Не главным идеологом я назвал бы этого человека, а главным инквизитором. Мне довелось один раз увидеть его. Я шел к своему товарищу, он жил в знаменитом правительственном доме на улице Грановского. Но дойти до его подъезда я так и не успел. Внезапно появились крепкие ребята, загородившие мне дорогу.
Подъехали два ЗИЛа, из первого вышел сутулый человек, в сером костюме, с серым аскетическим лицом, и вошел в подъезд. Суслов в жизни совсем не был похож на свои парадные портреты, висевшие во всевозможных кабинетах. На самом деле, как мне показалось, это был больной, озлобленный человек.
Но именно он, оставаясь серым кардиналом при Никите Хрущеве и Леониде Брежневе, как мог, угнетал нашу литературу и искусство. Главные редакторы газет и журналов произносили его фамилию с дрожью в голосе: в любую минуту он мог любого из них отправить, как писали Илья Ильф и Евгений Петров, «на культработу среди ломовых извозчиков в город Кологрив». Он был злопамятен и беспощаден, и аппарат его идеологических служб подбирался именно по этому принципу.
В 1931 году, при Сталине, он пришел на работу в Центральную контрольную комиссию Рабоче-крестьянской инспекции, иначе говоря, еще в один аппарат подавления инакомыслия. Его по сей день недобрым словом вспоминают в Литве, где в 1944 году он был председателем Бюро ЦК ВКП(б) по Литве: если переводить на немецкий, то гауляйтером. Именно ему доверила партия защиту коммунистической идеологии от проникновения на нашу территорию тлетворного западного влияния.
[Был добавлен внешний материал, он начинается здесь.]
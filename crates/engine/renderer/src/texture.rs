//! GL texture loading for scene assets

use std::path::Path;

use glow::HasContext;
use prism_scene::TextureRefs;
use tracing::info;

/// An immutable 2D texture decoded from an image file.
pub struct Texture {
    texture: glow::Texture,
}

impl Texture {
    /// # Safety
    /// Requires an active OpenGL context
    pub unsafe fn from_file(gl: &glow::Context, path: &Path) -> Result<Self, String> {
        let image = image::open(path)
            .map_err(|e| format!("could not load texture {}: {}", path.display(), e))?
            .to_rgba8();
        let (width, height) = image.dimensions();

        info!(path = %path.display(), width, height, "loaded texture");

        unsafe {
            let texture = gl.create_texture().map_err(|e| e.to_string())?;
            gl.bind_texture(glow::TEXTURE_2D, Some(texture));
            gl.tex_image_2d(
                glow::TEXTURE_2D,
                0,
                glow::RGBA8 as i32,
                width as i32,
                height as i32,
                0,
                glow::RGBA,
                glow::UNSIGNED_BYTE,
                glow::PixelUnpackData::Slice(Some(image.as_raw().as_slice())),
            );
            gl.tex_parameter_i32(
                glow::TEXTURE_2D,
                glow::TEXTURE_MIN_FILTER,
                glow::LINEAR as i32,
            );
            gl.tex_parameter_i32(
                glow::TEXTURE_2D,
                glow::TEXTURE_MAG_FILTER,
                glow::LINEAR as i32,
            );
            gl.bind_texture(glow::TEXTURE_2D, None);

            Ok(Self { texture })
        }
    }

    pub fn raw(&self) -> glow::Texture {
        self.texture
    }

    /// # Safety
    /// Requires an active OpenGL context
    pub unsafe fn destroy(&self, gl: &glow::Context) {
        unsafe { gl.delete_texture(self.texture) };
    }
}

/// The three textures a scene references, loaded together and released
/// together.
pub struct SceneTextures {
    pub albedo: Texture,
    pub normal: Texture,
    pub skybox: Texture,
}

impl SceneTextures {
    /// # Safety
    /// Requires an active OpenGL context
    pub unsafe fn load(gl: &glow::Context, refs: &TextureRefs) -> Result<Self, String> {
        unsafe {
            let albedo = Texture::from_file(gl, &refs.albedo)?;
            let normal = match Texture::from_file(gl, &refs.normal) {
                Ok(normal) => normal,
                Err(e) => {
                    albedo.destroy(gl);
                    return Err(e);
                }
            };
            let skybox = match Texture::from_file(gl, &refs.skybox) {
                Ok(skybox) => skybox,
                Err(e) => {
                    normal.destroy(gl);
                    albedo.destroy(gl);
                    return Err(e);
                }
            };

            Ok(Self {
                albedo,
                normal,
                skybox,
            })
        }
    }

    /// Dispose in reverse creation order.
    ///
    /// # Safety
    /// Requires an active OpenGL context
    pub unsafe fn destroy(&self, gl: &glow::Context) {
        unsafe {
            self.skybox.destroy(gl);
            self.normal.destroy(gl);
            self.albedo.destroy(gl);
        }
    }
}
Суслов был не просто стратегом – он был творцом идеологической охраны.
Кроме государственной цензуры, существовала еще одна – ведомственная. Свирепствовала она и после смерти своего создателя. Мне самому неоднократно приходилось с ней сталкиваться по самым неожиданным вопросам.
Дело в том, что существовала особая категория советских людей – тех, у кого был, видимо, стойкий иммунитет к любой идеологической заразе. Их было немного. У себя на дачах они смотрели любые враждебные нам фильмы, читали книги, которые для них специально переводили. Изучали тем самым подрывную методику наших империалистических врагов. Люди эти были руководителями разных, но достаточно высоких уровней.
Существовала еще одна возможность увидеть хороший западный фильм – спецпросмотры. Обычно их устраивали в Госкино СССР, и могли туда попасть только избранные.
Фильм шел с синхронным переводом. Было несколько переводчиков, и среди них мой друг Леонид Володарский. Ему разрешалось приглашать одного человека.
Как-то Леня пригласил меня. Я пришел и, к своему крайнему изумлению, увидел, что кинематографистов там совсем немного. Зато я встретил несколько знакомых директоров магазинов, модных портных, известных московских львиц.
Это насмешило меня. Будучи председателем Совета по приключенческому фильму Союза кинематографистов, я ежегодно в Доме творчества «Репино» проводил семинары. Для участников семинара Госкино милостиво выделяло пять-шесть западных фильмов. Но, чтобы получить их, надо было пройти ряд специальных процедур. Занимался этим спецотдел Госкино СССР. От нас требовали список участников семинара, маленькие справки о профессии участников: сценарист, режиссер или актер. Потом из списков вычеркивалось несколько фамилий, и нам предписывалось не допускать их до просмотра, в противном случае мы, устроители, понесем некую ответственность.
Конечно, фильмы смотрели все участники семинара и специально приезжавшие наши кинематографические коллеги.
В перехвате телефонных разговоров директора Елисеевского магазина Соколова есть один смешной разговор. Хочу оговориться, что в те времена дружба с директором магазина была весьма выгодной и престижной. Неведомый деятель культуры приглашает Соколова на демонстрацию американского фильма в Дом кино.
– Спасибо, – небрежно отвечает Соколов, – я его видел. Я все смотрю на закрытых просмотрах в Госкино.